Сухбат Афлатуни. Поклонение волхвов

  • Сухбат Афлатуни. Поклонение волхвов. — М.: Рипол Классик, 2015. — 720 с.

    Временной размах — от середины 19 века до наших дней. Географическая дистанция — от Петербурга до Киргизии и Японии. Среди героев — петрашевцы, члены мистической секты, представители царской фамилии. «Поклонение волхвов» — сложносочиненный и хитросплетенный роман Сухбата Афлатуни о нескольких поколениях незаурядной семьи Триярских, члены которой проделывают путь истинных русских интеллигентов — от слепой веры в революционные идеи до столкновения с реальным народом, которого они совершенно не знали. Семейная и любовная драма, историческое повествование и библейское предание о рождении Иисуса — все эти линии романа пересекаются, отражая друг друга, как в зеркале.

    Вифлеем, 19 октября 1847 года

    Вечером — случилось.

    Братья францисканцы напали на греческого епископа и монастырского врача. Те бросились бежать; попытались укрыться в базилике Рождества, распахиваются двери — армяне-священники тихо служат вечерю. В храме — лица, много католиков, есть и православные, шевелятся в молитве бороды русских паломников.

    Заварилась суматоха!

    По донесению русского консула, «католики набросились не только на бегущего епископа, но и на бывших в храме армян». Во время погрома, по сообщению консула, из пещеры Рождественского собора была похищена Серебряная звезда, указывавшая место Рождества Христова. Звезда принадлежала грекам, подтверждая их право на владение этим местом. Из вертепа были также вынесены греческая лампада и греческий алтарь.

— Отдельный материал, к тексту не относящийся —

// src/towns.rs
//! Расстановка городов
//!
//! Города ставятся раундами. В каждом раунде случайно (без повторов) выбирается столько
//! тайлов подходящих биомов, сколько городов ещё не хватает. Кандидат принимается, если:
//! - в радиусе исключения нет ни одного города (включая сам тайл);
//! - хотя бы один сосед — не вода.
//!
//! Принятый город сразу виден следующим кандидатам того же раунда.
//!
//! Радиус исключения начинается с `min(radius, exclusion_radius_cap)` и уменьшается на 1
//! после `retries_per_shrink` раундов подряд без единого нового города. Когда радиус
//! становится отрицательным, расстановка прекращается с недобором — это не ошибка.

use crate::biome::Biome;
use crate::config::TownSettings;
use crate::hex::AxialCoord;
use crate::map::TileMap;
use rand::Rng;
use serde::Serialize;

/// Чем закончилась расстановка
#[derive(Debug, Clone, Copy, PartialEq, Eq, Serialize)]
pub enum PlacementOutcome {
    /// Расставлены все города
    Complete,
    /// Радиус исключения исчерпан
    RadiusExhausted,
    /// На карте нет тайлов подходящих биомов
    NoEligibleTiles,
    /// Достигнут предел числа раундов
    RoundLimit,
}

#[derive(Debug, Clone, PartialEq, Eq, Serialize)]
pub struct PlacementReport {
    pub requested: usize,
    pub placed: usize,
    pub rounds: usize,
    /// Радиус исключения на момент остановки
    pub final_exclusion_radius: i32,
    pub outcome: PlacementOutcome,
    /// Города в порядке постановки
    pub towns: Vec<AxialCoord>,
}

impl PlacementReport {
    #[must_use]
    pub fn shortfall(&self) -> usize {
        self.requested - self.placed
    }

    #[must_use]
    pub fn is_complete(&self) -> bool {
        self.outcome == PlacementOutcome::Complete
    }
}

pub struct TownPlacer<'a> {
    settings: &'a TownSettings,
    map_radius: i32,
}

impl<'a> TownPlacer<'a> {
    #[must_use]
    pub fn new(settings: &'a TownSettings, map_radius: i32) -> Self {
        Self {
            settings,
            map_radius,
        }
    }

    #[must_use]
    pub fn initial_exclusion_radius(&self) -> i32 {
        self.map_radius.min(self.settings.exclusion_radius_cap)
    }

    /// Расставляет `total` городов, отмечая `has_town` прямо в тайлах
    pub fn place<R: Rng + ?Sized>(
        &self,
        tiles: &mut TileMap,
        total: usize,
        rng: &mut R,
    ) -> PlacementReport {
        let mut exclusion_radius = self.initial_exclusion_radius();
        let mut idle_rounds = 0;
        let mut rounds = 0;
        let mut towns = Vec::with_capacity(total);

        let eligible: Vec<AxialCoord> = tiles
            .values()
            .filter(|t| !t.has_town && self.is_eligible_biome(t.biome))
            .map(|t| t.position)
            .collect();

        let outcome = loop {
            if towns.len() == total {
                break PlacementOutcome::Complete;
            }
            if eligible.is_empty() {
                break PlacementOutcome::NoEligibleTiles;
            }
            if exclusion_radius < 0 {
                break PlacementOutcome::RadiusExhausted;
            }
            if rounds >= self.settings.max_rounds {
                break PlacementOutcome::RoundLimit;
            }
            rounds += 1;

            let mut pool: Vec<AxialCoord> = eligible
                .iter()
                .copied()
                .filter(|c| tiles.get(c).is_some_and(|t| !t.has_town))
                .collect();
            let batch = (total - towns.len()).min(pool.len());

            let mut placed_this_round = false;
            for _ in 0..batch {
                let candidate = pool.swap_remove(rng.gen_range(0..pool.len()));
                if can_host_town(tiles, candidate, exclusion_radius) {
                    if let Some(tile) = tiles.get_mut(&candidate) {
                        tile.has_town = true;
                    }
                    towns.push(candidate);
                    placed_this_round = true;
                }
            }

            if placed_this_round {
                idle_rounds = 0;
            } else {
                idle_rounds += 1;
                if idle_rounds >= self.settings.retries_per_shrink {
                    exclusion_radius -= 1;
                    idle_rounds = 0;
                }
            }

            tracing::debug!(
                round = rounds,
                placed = towns.len(),
                total,
                exclusion_radius,
                "towns: {} / {}",
                towns.len(),
                total
            );
        };

        if outcome != PlacementOutcome::Complete {
            tracing::warn!(
                ?outcome,
                "failed to place {} towns, only placed {} towns",
                total,
                towns.len()
            );
        }

        PlacementReport {
            requested: total,
            placed: towns.len(),
            rounds,
            final_exclusion_radius: exclusion_radius,
            outcome,
            towns,
        }
    }

    fn is_eligible_biome(&self, biome: Biome) -> bool {
        self.settings.eligible_biomes.contains(&biome)
    }
}

/// Может ли на тайле стоять город при данном радиусе исключения
#[must_use]
pub fn can_host_town(tiles: &TileMap, axial: AxialCoord, exclusion_radius: i32) -> bool {
    let Some(tile) = tiles.get(&axial) else {
        return false;
    };
    if tile.has_town || tile.biome.is_water() {
        return false;
    }

    let crowded = axial
        .neighbors_within_range(exclusion_radius)
        .into_iter()
        .any(|c| tiles.get(&c).is_some_and(|t| t.has_town));
    if crowded {
        return false;
    }

    axial
        .neighbors()
        .into_iter()
        .any(|c| tiles.get(&c).is_some_and(|t| !t.biome.is_water()))
}

#[cfg(test)]
mod tests {
    use super::*;
    use crate::hex;
    use crate::map::Tile;
    use rand::SeedableRng;
    use rand_chacha::ChaCha8Rng;

    fn uniform_map(radius: i32, biome: Biome) -> TileMap {
        hex::disc(radius)
            .into_iter()
            .map(|c| (c, Tile::new(c, biome)))
            .collect()
    }

    fn assert_spacing(report: &PlacementReport) {
        for (i, a) in report.towns.iter().enumerate() {
            for b in &report.towns[i + 1..] {
                assert!(
                    a.distance_to(*b) > report.final_exclusion_radius,
                    "{a:?} и {b:?} ближе радиуса {}",
                    report.final_exclusion_radius
                );
            }
        }
    }

    #[test]
    fn zero_towns_runs_no_rounds() {
        let mut tiles = uniform_map(5, Biome::Grassland);
        let settings = TownSettings::default();
        let report =
            TownPlacer::new(&settings, 5).place(&mut tiles, 0, &mut ChaCha8Rng::seed_from_u64(1));
        assert_eq!(report.rounds, 0);
        assert_eq!(report.placed, 0);
        assert!(report.is_complete());
        assert!(tiles.values().all(|t| !t.has_town));
    }

    #[test]
    fn places_towns_with_spacing() {
        let mut tiles = uniform_map(20, Biome::Grassland);
        let settings = TownSettings::default();
        let report =
            TownPlacer::new(&settings, 20).place(&mut tiles, 6, &mut ChaCha8Rng::seed_from_u64(9));

        assert!(report.is_complete());
        assert_eq!(report.placed, 6);
        assert_eq!(report.shortfall(), 0);
        assert_eq!(tiles.values().filter(|t| t.has_town).count(), 6);
        assert_spacing(&report);
    }

    #[test]
    fn too_many_towns_reports_shortfall() {
        let mut tiles = uniform_map(3, Biome::Grassland);
        let settings = TownSettings::default();
        let report = TownPlacer::new(&settings, 3).place(
            &mut tiles,
            hex::disc_size(3) + 50,
            &mut ChaCha8Rng::seed_from_u64(3),
        );

        assert_eq!(report.outcome, PlacementOutcome::RadiusExhausted);
        assert_eq!(report.final_exclusion_radius, -1);
        assert_eq!(report.placed, hex::disc_size(3));
        assert_eq!(report.shortfall(), 50);
        assert!(tiles.values().all(|t| t.has_town));
    }

    #[test]
    fn no_eligible_tiles_stops_immediately() {
        let mut tiles = uniform_map(4, Biome::Mountain);
        let settings = TownSettings::default();
        let report =
            TownPlacer::new(&settings, 4).place(&mut tiles, 3, &mut ChaCha8Rng::seed_from_u64(3));
        assert_eq!(report.outcome, PlacementOutcome::NoEligibleTiles);
        assert_eq!(report.rounds, 0);
        assert_eq!(report.shortfall(), 3);
    }

    #[test]
    fn round_limit_is_enforced() {
        let mut tiles = uniform_map(3, Biome::Grassland);
        let settings = TownSettings {
            max_rounds: 2,
            ..TownSettings::default()
        };
        let report =
            TownPlacer::new(&settings, 3).place(&mut tiles, 40, &mut ChaCha8Rng::seed_from_u64(4));
        assert_eq!(report.outcome, PlacementOutcome::RoundLimit);
        assert_eq!(report.rounds, 2);
    }

    #[test]
    fn isolated_tiles_never_host_towns() {
        // Тайлы суши без соседей-суши не подходят
        let mut tiles = uniform_map(4, Biome::Water);
        for c in [AxialCoord::new(0, 0), AxialCoord::new(3, 0), AxialCoord::new(-3, 3)] {
            tiles.insert(c, Tile::new(c, Biome::Coastline));
        }
        let settings = TownSettings::default();
        let report =
            TownPlacer::new(&settings, 4).place(&mut tiles, 2, &mut ChaCha8Rng::seed_from_u64(5));
        assert_eq!(report.placed, 0);
        assert_eq!(report.outcome, PlacementOutcome::RadiusExhausted);
    }

    #[test]
    fn towns_need_a_land_neighbor_and_room() {
        let mut tiles = uniform_map(4, Biome::Water);
        let a = AxialCoord::new(0, 0);
        let b = AxialCoord::new(1, 0);
        tiles.insert(a, Tile::new(a, Biome::Coastline));
        tiles.insert(b, Tile::new(b, Biome::Grassland));

        assert!(can_host_town(&tiles, a, 3));
        assert!(!can_host_town(&tiles, AxialCoord::new(2, 0), 3));
        assert!(!can_host_town(&tiles, AxialCoord::new(9, 9), 0));

        tiles.get_mut(&a).unwrap().has_town = true;
        assert!(!can_host_town(&tiles, a, 0));
        assert!(!can_host_town(&tiles, b, 1));
        assert!(can_host_town(&tiles, b, 0));
    }

    #[test]
    fn placement_is_reproducible() {
        let settings = TownSettings::default();
        let run = || {
            let mut tiles = uniform_map(15, Biome::Coastline);
            TownPlacer::new(&settings, 15)
                .place(&mut tiles, 8, &mut ChaCha8Rng::seed_from_u64(77))
                .towns
        };
        assert_eq!(run(), run());
    }
}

    Греки и армяне хлынули с жалобой к наместнику паши в Иерусалиме, но застали у него толмача латинского монастыря, вручавшего протест от имени католиков. Поднялась тяжба; католикам содействовал французский консул, грекам, понятно, русский. Допросили всех. Русские паломники твердили, что ничего не видели, стоял шум великий, и что никакой Звезды отродясь в руках не держали…

    Из двух концов Европы, из Петербурга и Парижа, за тяжбой следили внимательно, как за шахматной партией, разыгрываемой на священной, залитой кровью доске. Некоторые объясняли осложнившееся положение влиянием новой кометы, которую разглядела в осеннем небе госпожа Митчелл, женщина-астроном.

    Санкт-Петербург, 23 апреля 1849 года

    — Триярский Николай Петрович!

    Комната упала на него, как кувшин с ледяным молоком.

    Среди толпы, свезенной в то утро со всей столицы и наполнявшей собою залу, особо выделялся один молодой человек. Был он еще
    полный ребенок, акварельный юноша, с бледным, от известной скупости нашего северного солнца, цветом лица. Добрые его глаза глядели полным непониманием.

    — Архитектор Николенька Триярский!

    Комната кололась и просачивалась даже сквозь сжатые веки.

    Третье Отделение.

    Собственной.

    Его Императорского Величества.

    Канцелярии…

    Пронесли поднос со стаканами.

    В каждом стакане качалась все та же комната. С искаженными, разломанными на грани лицами.

    Спешнев, братья Дебу. Зачем они здесь? Для какой надобности эти мужчины были выплеснуты из мирных утренних постелей, сдернуты с подушек, на которых еще лежат их опавшие во сне ресницы?

    Испуганные рукопожатия. Студень петербургского утра за казенными портьерами. Он двигался вокруг знакомых лиц, узнавая, удивляясь и закусывая губу. Данилевский, Ахшарумов, Дуров, Европеус. Знакомые лица всплывали в его синих весенних глазах.

    — Недоразумение, — шептали голоса горячо, но неуверенно.

    Плещеев, молодой Кашкин. Не узнавая, пронесся Достоевский, литератор. Еще лица, знакомые по философическим пятницам у Петрашевского. Борода самого господина Петрашевского промелькнула.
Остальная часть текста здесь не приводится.